I love these. I actually keep two longer ones at work and they’re great for therapy. I usually use them in individual therapy with kids, especially kids with ADHD and/or poor boundaries. This activity helps to work on listening, obeying rules, and respecting boundaries. For therapy, I leave the swords somewhere in the room and generally the kids will immediately gravitate towards the swords and ask if we can play with them. I’ll mention they’re special swords and have more rules with them than other toys in the room, then ask what the child thinks the rules might be. I tend to go with their rules and add any on if necessary. The main rules I focus on is: not hitting aggressively with the swords, not hitting items that could break (emphasizing that if the glass broke, the child could step on it and get hurt), and I usually set it up so that if either player says STOP, everyone has to put their swords down (either pointed down or on the ground- I decide which based on that particular child’s ability to have the sword in their hand and not move it, ha). If the rules are broken, the game stops and the swords get put away.

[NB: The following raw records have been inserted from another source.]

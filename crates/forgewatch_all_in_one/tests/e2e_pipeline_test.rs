#![cfg(feature = "integration-tests")]

use axum::body::Body;
use axum::http::{Request, StatusCode};
use chrono::Utc;
use common::auth::{sign_payload, HmacSignatureService, ReplayWindow};
use common::clickhouse::{ClickHouseClient, ClickHouseSettings, ClickHouseTelemetryRepository};
use common::domain::{DeviceCredential, InMemoryDeviceRegistry, TelemetryQueue, TelemetrySink};
use common::nats::{JetStreamQueueConfig, JetStreamTelemetryQueue, NatsClient, StreamLimits};
use http_body_util::BodyExt;
use ingestion_api::domain::{
    AggregationService, AggregationSource, IngestionMetrics, IngestionService,
};
use ingestion_api::rest::{build_router, ApiServerConfig, AppState};
use serde_json::{json, Value};
use std::sync::Arc;
use std::time::Duration;
use telemetry_worker::domain::{BatchWorker, BatchWorkerConfig, TickOutcome};
use testcontainers::core::{ContainerPort, WaitFor};
use testcontainers::runners::AsyncRunner;
use testcontainers::{ContainerAsync, Image};
use testcontainers_modules::clickhouse::ClickHouse;
use tower::ServiceExt;

const ORG_SECRET: &str = "org-secret";
const DEVICE_SECRET: &str = "secret-001";

/// ClickHouse 24.10 exposing the HTTP interface
#[derive(Debug, Clone)]
struct ClickHouse24 {
    inner: ClickHouse,
    ports: Vec<ContainerPort>,
}

impl Default for ClickHouse24 {
    fn default() -> Self {
        Self {
            inner: ClickHouse::default(),
            ports: vec![ContainerPort::Tcp(8123)],
        }
    }
}

impl Image for ClickHouse24 {
    fn name(&self) -> &str {
        "clickhouse/clickhouse-server"
    }

    fn tag(&self) -> &str {
        "24.10"
    }

    fn ready_conditions(&self) -> Vec<WaitFor> {
        self.inner.ready_conditions()
    }

    fn env_vars(
        &self,
    ) -> impl IntoIterator<
        Item = (
            impl Into<std::borrow::Cow<'_, str>>,
            impl Into<std::borrow::Cow<'_, str>>,
        ),
    > {
        self.inner.env_vars()
    }

    fn expose_ports(&self) -> &[ContainerPort] {
        &self.ports
    }
}

#[derive(Debug, Clone)]
struct NatsWithJetStream {
    ports: Vec<ContainerPort>,
}

impl Default for NatsWithJetStream {
    fn default() -> Self {
        Self {
            ports: vec![ContainerPort::Tcp(4222)],
        }
    }
}

impl Image for NatsWithJetStream {
    fn name(&self) -> &str {
        "nats"
    }

    fn tag(&self) -> &str {
        "latest"
    }

    fn ready_conditions(&self) -> Vec<WaitFor> {
        vec![WaitFor::seconds(3)]
    }

    fn cmd(&self) -> impl IntoIterator<Item = impl Into<std::borrow::Cow<'_, str>>> {
        vec!["--js"]
    }

    fn expose_ports(&self) -> &[ContainerPort] {
        &self.ports
    }
}

struct Pipeline {
    _nats: ContainerAsync<NatsWithJetStream>,
    _clickhouse: ContainerAsync<ClickHouse24>,
    clickhouse_client: ClickHouseClient,
    state: AppState,
    worker: Arc<BatchWorker>,
}

async fn setup() -> Pipeline {
    let nats = NatsWithJetStream::default().start().await.unwrap();
    let nats_host = nats.get_host().await.unwrap();
    let nats_port = nats.get_host_port_ipv4(4222).await.unwrap();
    let nats_client = NatsClient::connect(
        &format!("nats://{}:{}", nats_host, nats_port),
        Duration::from_secs(5),
    )
    .await
    .unwrap();
    nats_client
        .ensure_stream("telemetry", "telemetry.ingest", StreamLimits::default())
        .await
        .unwrap();

    let queue: Arc<dyn TelemetryQueue> = Arc::new(
        JetStreamTelemetryQueue::new(
            nats_client.create_consumer_client(),
            nats_client.create_publisher_client(),
            JetStreamQueueConfig {
                stream: "telemetry".to_string(),
                subject: "telemetry.ingest".to_string(),
                consumer_name: "telemetry-worker".to_string(),
                fetch_wait: Duration::from_millis(500),
            },
        )
        .await
        .unwrap(),
    );

    let clickhouse = ClickHouse24::default().start().await.unwrap();
    let ch_host = clickhouse.get_host().await.unwrap();
    let ch_port = clickhouse.get_host_port_ipv4(8123).await.unwrap();
    let clickhouse_client = ClickHouseClient::new(&ClickHouseSettings {
        url: format!("http://{}:{}", ch_host, ch_port),
        database: "default".to_string(),
        username: "default".to_string(),
        password: String::new(),
    });
    clickhouse_client.ping().await.unwrap();
    let repository = Arc::new(ClickHouseTelemetryRepository::new(
        clickhouse_client.clone(),
        "telemetry".to_string(),
    ));
    repository.ensure_schema().await.unwrap();

    let io_timeout = Duration::from_secs(5);
    let worker = Arc::new(BatchWorker::new(
        queue.clone(),
        repository.clone(),
        BatchWorkerConfig {
            batch_size: 50,
            // Never started; the tests drive ticks themselves
            interval: Duration::from_secs(3600),
            io_timeout,
        },
    ));

    let ingestion = IngestionService::new(
        Arc::new(InMemoryDeviceRegistry::new(vec![DeviceCredential {
            device_id: "dev-001".to_string(),
            shared_secret: DEVICE_SECRET.to_string(),
        }])),
        queue.clone(),
        Arc::new(HmacSignatureService::new()),
        ReplayWindow::default(),
        ORG_SECRET.to_string(),
        io_timeout,
        Arc::new(IngestionMetrics::new()),
    );
    let aggregation =
        AggregationService::new(AggregationSource::Store(repository), io_timeout, 10_080);

    let state = AppState {
        ingestion: Arc::new(ingestion),
        aggregation: Arc::new(aggregation),
        queue,
        worker: Some(worker.clone()),
        sink_configured: true,
    };

    Pipeline {
        _nats: nats,
        _clickhouse: clickhouse,
        clickhouse_client,
        state,
        worker,
    }
}

fn signed_request(power_w: f64) -> Request<Body> {
    let timestamp = Utc::now().to_rfc3339();
    let body = json!({
        "version": "1.0",
        "device_id": "dev-001",
        "ts": timestamp,
        "metrics": [
            {"name": "power_active_w", "value": power_w, "unit": "W"},
            {"name": "energy_kwh", "value": 0.5, "unit": "kWh"}
        ]
    });
    let signature =
        sign_payload(&HmacSignatureService::new(), DEVICE_SECRET, &timestamp, &body).unwrap();

    Request::builder()
        .method("POST")
        .uri("/api/telemetry")
        .header("content-type", "application/json")
        .header("authorization", format!("Bearer {}", ORG_SECRET))
        .header("x-device-id", "dev-001")
        .header("x-timestamp", timestamp)
        .header("x-signature", signature)
        .body(Body::from(body.to_string()))
        .unwrap()
}

async fn send(state: &AppState, request: Request<Body>) -> (StatusCode, Value) {
    let router = build_router(state.clone(), &ApiServerConfig::default());
    let response = router.oneshot(request).await.unwrap();
    let status = response.status();
    let bytes = response.into_body().collect().await.unwrap().to_bytes();
    (status, serde_json::from_slice(&bytes).unwrap_or(Value::Null))
}

#[tokio::test]
#[cfg_attr(not(feature = "integration-tests"), ignore)]
async fn test_ingested_telemetry_reaches_clickhouse() {
    // Arrange
    let pipeline = setup().await;

    // Act
    for power in [100.0, 200.0, 300.0] {
        let (status, body) = send(&pipeline.state, signed_request(power)).await;
        assert_eq!(status, StatusCode::OK, "unexpected body: {}", body);
    }
    let outcome = pipeline.worker.tick().await.unwrap();

    // Assert
    assert_eq!(outcome, TickOutcome::Written(3));

    let count: u64 = pipeline
        .clickhouse_client
        .inner()
        .query("SELECT count() FROM telemetry")
        .fetch_one()
        .await
        .unwrap();
    assert_eq!(count, 3);

    let request = Request::builder()
        .uri("/api/telemetry/aggregates?device_id=dev-001")
        .body(Body::empty())
        .unwrap();
    let (status, body) = send(&pipeline.state, request).await;
    assert_eq!(status, StatusCode::OK);
    assert_eq!(body["source"], "store");
    assert_eq!(body["kpis"]["currentPowerW"], 300.0);
}

#[tokio::test]
#[cfg_attr(not(feature = "integration-tests"), ignore)]
async fn test_worker_does_not_rewrite_committed_entries() {
    // Arrange
    let pipeline = setup().await;
    let (status, _) = send(&pipeline.state, signed_request(150.0)).await;
    assert_eq!(status, StatusCode::OK);

    // Act
    let first = pipeline.worker.tick().await.unwrap();
    tokio::time::sleep(Duration::from_millis(200)).await;
    let second = pipeline.worker.tick().await.unwrap();

    // Assert
    assert_eq!(first, TickOutcome::Written(1));
    assert_eq!(second, TickOutcome::Empty);
}
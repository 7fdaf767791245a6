mod config;

use chrono::Utc;
use common::telemetry::{init_telemetry, shutdown_telemetry, TelemetryConfig};
use config::AgentConfig;
use edge_agent::{EdgeAgent, EdgeAgentConfig, LocalBuffer, ReadingSimulator, SubmitOutcome};
use forgewatch_runner::Runner;
use std::sync::Arc;
use std::time::Duration;
use tokio::time::MissedTickBehavior;
use tokio_util::sync::CancellationToken;
use tracing::{error, info, warn};

#[tokio::main]
async fn main() {
    let config = match AgentConfig::from_env() {
        Ok(cfg) => cfg,
        Err(e) => {
            eprintln!("Failed to load configuration: {}", e);
            std::process::exit(1);
        }
    };

    if let Err(e) = config.validate() {
        eprintln!("Invalid configuration: {}", e);
        std::process::exit(1);
    }

    let telemetry_providers = match init_telemetry(&TelemetryConfig::new(
        "forgewatch-edge-agent",
        config.log_level.clone(),
    )) {
        Ok(providers) => providers,
        Err(e) => {
            eprintln!("Failed to initialize telemetry: {}", e);
            std::process::exit(1);
        }
    };

    let buffer_path = config.buffer_path();
    let agent = match EdgeAgent::new(
        EdgeAgentConfig {
            endpoint: config.endpoint.clone(),
            org_secret: config.org_secret.clone(),
            device_id: config.device_id.clone(),
            device_secret: config.device_secret.clone(),
            request_timeout: Duration::from_millis(config.request_timeout_ms),
        },
        LocalBuffer::new(&buffer_path, config.buffer_max_entries),
    ) {
        Ok(agent) => Arc::new(agent),
        Err(e) => {
            error!("Failed to create edge agent: {}", e);
            shutdown_telemetry(telemetry_providers);
            std::process::exit(1);
        }
    };

    info!(
        device_id = %config.device_id,
        endpoint = %config.endpoint,
        buffer = %buffer_path,
        "Starting edge agent"
    );

    let simulator = ReadingSimulator::new(
        config.device_id.clone(),
        config.power_base_w,
        Duration::from_millis(config.interval_ms),
    );

    let code = Runner::new()
        .with_named_process("edge_agent", move |ctx| {
            Box::pin(run_agent(agent, simulator, config, ctx))
        })
        .with_closer(move || async move {
            shutdown_telemetry(telemetry_providers);
            Ok(())
        })
        .run()
        .await;

    std::process::exit(code);
}

async fn run_agent(
    agent: Arc<EdgeAgent>,
    mut simulator: ReadingSimulator,
    config: AgentConfig,
    ctx: CancellationToken,
) -> anyhow::Result<()> {
    let mut readings = tokio::time::interval(Duration::from_millis(config.interval_ms));
    readings.set_missed_tick_behavior(MissedTickBehavior::Skip);
    let mut flushes = tokio::time::interval(Duration::from_secs(config.flush_interval_secs.max(1)));
    flushes.set_missed_tick_behavior(MissedTickBehavior::Skip);

    loop {
        tokio::select! {
            _ = ctx.cancelled() => break,
            _ = readings.tick() => {
                let envelope = simulator.next_envelope(Utc::now());
                match agent.submit(&envelope).await {
                    // The gateway is reachable again; drain what piled up
                    Ok(SubmitOutcome::Accepted { .. }) => flush(&agent).await,
                    Ok(SubmitOutcome::Buffered) => {}
                    Err(e) => warn!(error = %e, "telemetry rejected"),
                }
            }
            _ = flushes.tick() => flush(&agent).await,
        }
    }

    info!("Edge agent stopped");
    Ok(())
}

async fn flush(agent: &EdgeAgent) {
    match agent.buffer().is_empty().await {
        Ok(true) => {}
        Ok(false) => {
            if let Err(e) = agent.flush_buffer().await {
                warn!(error = %e, "buffer flush failed");
            }
        }
        Err(e) => warn!(error = %e, "cannot read local buffer"),
    }
}
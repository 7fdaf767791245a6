use crate::rest::{run_api_server, ApiServerConfig, AppState};
use tokio_util::sync::CancellationToken;
use tracing::debug;

pub struct IngestionApi {
    state: AppState,
    config: ApiServerConfig,
}

impl IngestionApi {
    pub fn new(state: AppState, config: ApiServerConfig) -> Self {
        debug!("Initializing ingestion API module");
        Self { state, config }
    }

    pub fn into_runner_process(
        self,
    ) -> impl FnOnce(
        CancellationToken,
    ) -> std::pin::Pin<
        Box<dyn std::future::Future<Output = anyhow::Result<()>> + Send>,
    > {
        move |ctx| Box::pin(async move { run_api_server(self.config, self.state, ctx).await })
    }
}
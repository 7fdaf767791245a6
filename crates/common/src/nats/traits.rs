use anyhow::Result;
use async_nats::jetstream;
use async_trait::async_trait;
use bytes::Bytes;

/// A message read from a stream, identified by its stream sequence.
#[derive(Debug, Clone, PartialEq)]
pub struct LogRecord {
    pub sequence: u64,
    pub payload: Bytes,
}

/// Trait for JetStream consumer operations
/// Abstracts the operations needed to create a NATS JetStream consumer
#[cfg_attr(any(test, feature = "testing"), mockall::automock)]
#[async_trait]
pub trait JetStreamConsumer: Send + Sync {
    /// Create (or bind to) a durable pull consumer on a stream
    async fn create_consumer(
        &self,
        config: jetstream::consumer::pull::Config,
        stream_name: &str,
    ) -> Result<Box<dyn PullConsumer>>;
}

/// Trait for pull consumer operations
/// Abstracts fetch, cumulative ack and backlog inspection on a durable consumer
#[cfg_attr(any(test, feature = "testing"), mockall::automock)]
#[async_trait]
pub trait PullConsumer: Send + Sync {
    /// Fetch up to max_messages, waiting up to expires for the batch to fill
    async fn fetch_records(
        &self,
        max_messages: usize,
        expires: std::time::Duration,
    ) -> Result<Vec<LogRecord>>;

    /// Acknowledge every fetched record up to and including `sequence`
    async fn ack_through(&self, sequence: u64) -> Result<()>;

    /// Records not yet acknowledged by this consumer
    async fn pending(&self) -> Result<u64>;
}

/// Trait for JetStream publisher operations
#[cfg_attr(any(test, feature = "testing"), mockall::automock)]
#[async_trait]
pub trait JetStreamPublisher: Send + Sync {
    /// Publish a message and await the server acknowledgment.
    /// Returns the stream sequence assigned to the message.
    async fn publish(&self, subject: String, payload: Bytes) -> Result<u64>;
}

I do throw out reminders through the game so that things don’t escalate to the point where the child breaks the rules. For example, I’ve found that when kids get playful that they can often unintentionally start to hit more aggressively. As I see a child start to get hyped up and they hit a bit harder, I might remind them, “Make sure we don’t hit too hard.” or “Gentle.” If that doesn’t work, “STOP!” and we all put our swords down. Then I asked them to tell me the rules again. I might also ask them how well they were following the rules… what rules were you doing a good job following and which do you think you could work on? If you break that rule, how do you think it might make the other person feel?
The big thing is that we DO put the swords away when the child is having trouble learning from the activity. We don’t injure intentionally and I don’t want to setup an environment where the child is aggressively beating up on me. It might be appropriate to have the child take out his/her aggressions on an inanimate object in some therapies, but not on a person. Eventually after I’ve done this activity in individual therapy with the client, I may bring in the parent and have the parent and child play, following the same rules and boundaries.
I know some parents are anti-weapons for toys, but I’ve found them to be useful in therapy and so I don’t mind having them at home for my son either. I loved playing dress up and play fighting as a kid (and as an adult) and am a pretty passive calm human being so I figure it isn’t the play acting itself that is harmful, but how we teach children to be around those items. I think it’s important to talk about the difference between real and play, just like we teach our children not to eat the play food.
I think it’s safe to say that G approves!